Vanity Fair - Page 218/573

But they had not been for many minutes in the enjoyment of Mrs.

O'Dowd's letter, when the door was flung open, and a stout jolly lady,

in a riding-habit, followed by a couple of officers of Ours, entered

the room.

"Sure, I couldn't stop till tay-time. Present me, Garge, my dear

fellow, to your lady. Madam, I'm deloighted to see ye; and to present

to you me husband, Meejor O'Dowd"; and with this, the jolly lady in the

riding-habit grasped Amelia's hand very warmly, and the latter knew at

once that the lady was before her whom her husband had so often laughed

at. "You've often heard of me from that husband of yours," said the

lady, with great vivacity.

"You've often heard of her," echoed her husband, the Major.

Amelia answered, smiling, "that she had."

"And small good he's told you of me," Mrs. O'Dowd replied; adding that

"George was a wicked divvle."

"That I'll go bail for," said the Major, trying to look knowing, at

which George laughed; and Mrs.
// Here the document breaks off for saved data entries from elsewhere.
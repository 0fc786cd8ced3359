//! Error types for run setup and the per-prompt pipeline.
//!
//! Errors carry context that chains through layers:
//! Prompt → Step → Operation → Detail

use std::io;
use std::path::PathBuf;

use thiserror::Error;

use crate::checkpoint::CheckpointError;
use crate::config::ConfigError;
use crate::generation::{BackendCapability, GenerationError};
use crate::media::MediaError;
use crate::models::BundleError;
use crate::runtime::ParseDeviceError;

/// Failure before the first prompt runs. Aborts the whole run.
#[derive(Error, Debug)]
pub enum SetupError {
    #[error(transparent)]
    Config(#[from] ConfigError),

    #[error("No skeleton video given (use --skeleton-path or set skeleton_path)")]
    MissingSkeleton,

    #[error("Skeleton video not found: {0}")]
    SkeletonNotFound(PathBuf),

    #[error("Invalid device: {0}")]
    Device(#[from] ParseDeviceError),

    #[error("Model loading failed: {0}")]
    Model(#[from] BundleError),

    #[error("Checkpoint resume failed: {0}")]
    Checkpoint(#[from] CheckpointError),

    #[error(
        "Backend '{backend}' does not support {}; install it or disable the matching option",
        .capability.as_str()
    )]
    MissingCapability {
        backend: String,
        capability: BackendCapability,
    },

    #[error("Generation backend unavailable: {0}")]
    Backend(#[from] GenerationError),

    #[error("ffmpeg/ffprobe not available ({ffmpeg}, {ffprobe})")]
    ToolsUnavailable { ffmpeg: PathBuf, ffprobe: PathBuf },

    #[error("Failed to create {path}: {source}")]
    Directory {
        path: PathBuf,
        #[source]
        source: io::Error,
    },

    #[error("Failed to open run log: {0}")]
    Logger(#[source] io::Error),
}

impl SetupError {
    pub fn directory(path: impl Into<PathBuf>, source: io::Error) -> Self {
        Self::Directory {
            path: path.into(),
            source,
        }
    }
}

/// Per-prompt pipeline error with prompt context.
#[derive(Error, Debug)]
pub enum PipelineError {
    /// A step failed during execution.
    #[error("Prompt '{prompt}' failed at step '{step_name}': {source}")]
    StepFailed {
        prompt: String,
        step_name: String,
        #[source]
        source: StepError,
    },

    /// Pipeline was cancelled.
    #[error("Prompt '{prompt}' was cancelled")]
    Cancelled { prompt: String },
}

impl PipelineError {
    pub fn step_failed(
        prompt: impl Into<String>,
        step_name: impl Into<String>,
        source: StepError,
    ) -> Self {
        Self::StepFailed {
            prompt: prompt.into(),
            step_name: step_name.into(),
            source,
        }
    }

    pub fn cancelled(prompt: impl Into<String>) -> Self {
        Self::Cancelled {
            prompt: prompt.into(),
        }
    }

    /// Name of the failing step, if a step failed.
    pub fn step_name(&self) -> Option<&str> {
        match self {
            Self::StepFailed { step_name, .. } => Some(step_name),
            Self::Cancelled { .. } => None,
        }
    }
}

/// Error from a pipeline step with operation context.
#[derive(Error, Debug)]
pub enum StepError {
    /// Input validation failed.
    #[error("Input validation failed: {0}")]
    InvalidInput(String),

    /// Output validation failed.
    #[error("Output validation failed: {0}")]
    InvalidOutput(String),

    #[error("Generation failed: {0}")]
    Generation(#[from] GenerationError),

    #[error(transparent)]
    Media(#[from] MediaError),

    /// File I/O error.
    #[error("I/O error in {operation}: {source}")]
    IoError {
        operation: String,
        #[source]
        source: io::Error,
    },

    /// A required file was not found.
    #[error("Required file not found: {path}")]
    FileNotFound { path: String },

    /// A precondition was not met.
    #[error("Precondition not met: {0}")]
    PreconditionFailed(String),
}

impl StepError {
    pub fn invalid_input(message: impl Into<String>) -> Self {
        Self::InvalidInput(message.into())
    }

    pub fn invalid_output(message: impl Into<String>) -> Self {
        Self::InvalidOutput(message.into())
    }

    pub fn io_error(operation: impl Into<String>, source: io::Error) -> Self {
        Self::IoError {
            operation: operation.into(),
            source,
        }
    }

    pub fn file_not_found(path: impl Into<String>) -> Self {
        Self::FileNotFound { path: path.into() }
    }

    pub fn precondition_failed(message: impl Into<String>) -> Self {
        Self::PreconditionFailed(message.into())
    }
}

/// Result type for step operations.
pub type StepResult<T> = Result<T, StepError>;

/// Result type for pipeline operations.
pub type PipelineResult<T> = Result<T, PipelineError>;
O'Dowd, with a tap of her whip, told the

Major to be quiet; and then requested to be presented in form to Mrs.

Captain Osborne.

"This, my dear," said George with great gravity, "is my very good,

kind, and excellent friend, Auralia Margaretta, otherwise called Peggy."

"Faith, you're right," interposed the Major.

"Otherwise called Peggy, lady of Major Michael O'Dowd, of our regiment,

and daughter of Fitzjurld Ber'sford de Burgo Malony of Glenmalony,

County Kildare."

"And Muryan Squeer, Doblin," said the lady with calm superiority.

"And Muryan Square, sure enough," the Major whispered.

"'Twas there ye coorted me, Meejor dear," the lady said; and the Major

assented to this as to every other proposition which was made generally

in company.

Major O'Dowd, who had served his sovereign in every quarter of the

world, and had paid for every step in his profession by some more than

equivalent act of daring and gallantry, was the most modest, silent,

sheep-faced and meek of little men, and as obedient to his wife as if

he had been her tay-boy. At the mess-table he sat silently, and drank

a great deal. When full of liquor, he reeled silently home. When he

spoke, it was to agree with everybody on every conceivable point; and

he passed through life in perfect ease and good-humour. The hottest

suns of India never heated his temper; and the Walcheren ague never

shook it. He walked up to a battery with just as much indifference as

to a dinner-table; had dined on horse-flesh and turtle with equal

relish and appetite; and had an old mother, Mrs. O'Dowd of O'Dowdstown

indeed, whom he had never disobeyed but when he ran away and enlisted,

and when he persisted in marrying that odious Peggy Malony.